(Saved entries)
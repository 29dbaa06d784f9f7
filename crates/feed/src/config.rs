//! Configuration for the synthetic market generator.
//!
//! Declarative: every event family has a frequency, magnitude band, and an
//! enable flag, so test scenarios can switch families off independently.

use chrono::NaiveDate;
use serde::{Deserialize, Serialize};
use types::Sector;

use crate::error::{FeedError, Result};

// =============================================================================
// EventFrequency
// =============================================================================

/// How often a family of random events occurs.
#[derive(Debug, Clone, PartialEq, Serialize, Deserialize)]
pub struct EventFrequency {
    /// Probability of an event on any given day (0.0 to 1.0).
    pub probability_per_day: f64,
    /// Minimum days between two events of this family for the same target.
    pub min_interval_days: i64,
    pub enabled: bool,
}

impl EventFrequency {
    pub fn new(probability_per_day: f64, min_interval_days: i64) -> Self {
        Self {
            probability_per_day: probability_per_day.clamp(0.0, 1.0),
            min_interval_days: min_interval_days.max(0),
            enabled: true,
        }
    }

    pub fn disabled() -> Self {
        Self {
            probability_per_day: 0.0,
            min_interval_days: 0,
            enabled: false,
        }
    }
}

/// Magnitude band (absolute value) for generated events.
#[derive(Debug, Clone, PartialEq, Serialize, Deserialize)]
pub struct MagnitudeConfig {
    pub min: f64,
    pub max: f64,
}

impl MagnitudeConfig {
    pub fn new(min: f64, max: f64) -> Self {
        Self {
            min: min.clamp(0.0, 1.0),
            max: max.clamp(0.0, 1.0),
        }
    }
}

impl Default for MagnitudeConfig {
    fn default() -> Self {
        Self { min: 0.05, max: 0.4 }
    }
}

// =============================================================================
// Price & Earnings
// =============================================================================

/// Geometric Brownian motion parameters for daily prices.
#[derive(Debug, Clone, PartialEq, Serialize, Deserialize)]
pub struct PricePathConfig {
    /// Range for the initial price of each security.
    pub initial_range: (f64, f64),
    /// Annualized drift.
    pub annual_drift: f64,
    /// Annualized volatility.
    pub annual_volatility: f64,
    /// Daily moves beyond this absolute return emit a `MarketMovement` event.
    pub movement_threshold: f64,
}

impl Default for PricePathConfig {
    fn default() -> Self {
        Self {
            initial_range: (20.0, 200.0),
            annual_drift: 0.06,
            annual_volatility: 0.25,
            movement_threshold: 0.05,
        }
    }
}

/// Quarterly earnings schedule and surprises.
#[derive(Debug, Clone, PartialEq, Serialize, Deserialize)]
pub struct EarningsConfig {
    pub enabled: bool,
    /// Surprise vs. expectation, e.g. `(-0.1, 0.1)`.
    pub surprise_range: (f64, f64),
    /// Quarter-over-quarter expected EPS growth.
    pub expected_growth: f64,
    /// Range for the starting quarterly EPS.
    pub initial_eps_range: (f64, f64),
    /// Price jump per unit of surprise on the report date.
    pub price_sensitivity: f64,
    /// Event magnitude per unit of surprise (clamped to 1.0).
    pub magnitude_per_surprise: f64,
    /// Report date offset after quarter start, in days, `(min, max)`.
    pub report_offset_days: (i64, i64),
}

impl Default for EarningsConfig {
    fn default() -> Self {
        Self {
            enabled: true,
            surprise_range: (-0.12, 0.12),
            expected_growth: 0.015,
            initial_eps_range: (0.5, 3.0),
            price_sensitivity: 0.8,
            magnitude_per_surprise: 4.0,
            report_offset_days: (20, 45),
        }
    }
}

// =============================================================================
// Random Event Families
// =============================================================================

/// Configuration for one family of random events.
#[derive(Debug, Clone, PartialEq, Serialize, Deserialize)]
pub struct RandomEventConfig {
    pub frequency: EventFrequency,
    pub magnitude: MagnitudeConfig,
    /// Price jump per unit of signed magnitude.
    pub price_impact: f64,
}

impl RandomEventConfig {
    pub fn new(frequency: EventFrequency, magnitude: MagnitudeConfig, price_impact: f64) -> Self {
        Self {
            frequency,
            magnitude,
            price_impact,
        }
    }

    pub fn disabled() -> Self {
        Self::new(EventFrequency::disabled(), MagnitudeConfig::default(), 0.0)
    }
}

// =============================================================================
// SyntheticMarketConfig
// =============================================================================

/// Top-level configuration for [`crate::SyntheticMarketGenerator`].
#[derive(Debug, Clone, PartialEq, Serialize, Deserialize)]
pub struct SyntheticMarketConfig {
    /// First day events may occur.
    pub start: NaiveDate,
    /// Last day events may occur (inclusive).
    pub end: NaiveDate,
    /// Prices and EPS keep being generated this many days past `end`, so
    /// forecasts made near the end still have a realized outcome.
    pub padding_days: i64,
    /// Number of securities to create.
    pub securities: usize,
    /// Sectors assigned round-robin; empty means all GICS sectors.
    pub sectors: Vec<Sector>,
    pub price: PricePathConfig,
    pub earnings: EarningsConfig,
    pub guidance: RandomEventConfig,
    pub sector_news: RandomEventConfig,
    /// Management changes, dividends, conference calls, investor days, regulatory news.
    pub corporate: RandomEventConfig,
}

impl Default for SyntheticMarketConfig {
    fn default() -> Self {
        Self {
            start: NaiveDate::from_ymd_opt(2021, 1, 1).unwrap_or_default(),
            end: NaiveDate::from_ymd_opt(2023, 12, 31).unwrap_or_default(),
            padding_days: 400,
            securities: 40,
            sectors: Vec::new(),
            price: PricePathConfig::default(),
            earnings: EarningsConfig::default(),
            guidance: RandomEventConfig::new(
                EventFrequency::new(0.004, 60),
                MagnitudeConfig::new(0.05, 0.5),
                0.05,
            ),
            sector_news: RandomEventConfig::new(
                EventFrequency::new(0.02, 10),
                MagnitudeConfig::new(0.02, 0.3),
                0.02,
            ),
            corporate: RandomEventConfig::new(
                EventFrequency::new(0.01, 20),
                MagnitudeConfig::new(0.02, 0.35),
                0.01,
            ),
        }
    }
}

impl SyntheticMarketConfig {
    pub fn with_dates(mut self, start: NaiveDate, end: NaiveDate) -> Self {
        self.start = start;
        self.end = end;
        self
    }

    pub fn with_securities(mut self, securities: usize) -> Self {
        self.securities = securities;
        self
    }

    pub fn with_sectors(mut self, sectors: Vec<Sector>) -> Self {
        self.sectors = sectors;
        self
    }

    pub fn with_padding_days(mut self, padding_days: i64) -> Self {
        self.padding_days = padding_days;
        self
    }

    pub fn with_earnings(mut self, earnings: EarningsConfig) -> Self {
        self.earnings = earnings;
        self
    }

    /// Only quarterly earnings; every random family disabled.
    pub fn earnings_only(mut self) -> Self {
        self.guidance = RandomEventConfig::disabled();
        self.sector_news = RandomEventConfig::disabled();
        self.corporate = RandomEventConfig::disabled();
        self.price.movement_threshold = f64::INFINITY;
        self
    }

    pub(crate) fn validate(&self) -> Result<()> {
        let invalid = |msg: String| Err(FeedError::InvalidConfig(msg));
        if self.start >= self.end {
            return invalid(format!("start {} must precede end {}", self.start, self.end));
        }
        if self.securities == 0 {
            return invalid("at least one security is required".into());
        }
        if self.padding_days < 0 {
            return invalid("padding_days must be >= 0".into());
        }
        let ordered = |(lo, hi): (f64, f64)| lo.is_finite() && hi.is_finite() && lo <= hi;
        if !ordered(self.price.initial_range) || self.price.initial_range.0 <= 0.0 {
            return invalid("price.initial_range must be positive and ordered".into());
        }
        if !(self.price.annual_volatility.is_finite() && self.price.annual_volatility >= 0.0) {
            return invalid("price.annual_volatility must be >= 0".into());
        }
        if !ordered(self.earnings.surprise_range) || self.earnings.surprise_range.0 <= -1.0 {
            return invalid("earnings.surprise_range must be ordered and > -1".into());
        }
        if !ordered(self.earnings.initial_eps_range) || self.earnings.initial_eps_range.0 <= 0.0 {
            return invalid("earnings.initial_eps_range must be positive and ordered".into());
        }
        let (lo, hi) = self.earnings.report_offset_days;
        if !(0 <= lo && lo <= hi && hi < 90) {
            return invalid("earnings.report_offset_days must satisfy 0 <= min <= max < 90".into());
        }
        for (name, family) in [
            ("guidance", &self.guidance),
            ("sector_news", &self.sector_news),
            ("corporate", &self.corporate),
        ] {
            if family.magnitude.min > family.magnitude.max {
                return invalid(format!("{name}.magnitude min exceeds max"));
            }
        }
        Ok(())
    }
}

_What to produce_
Say how many lines in the records contain the word "every". Nothing but the number is required.

_Problem solution_
2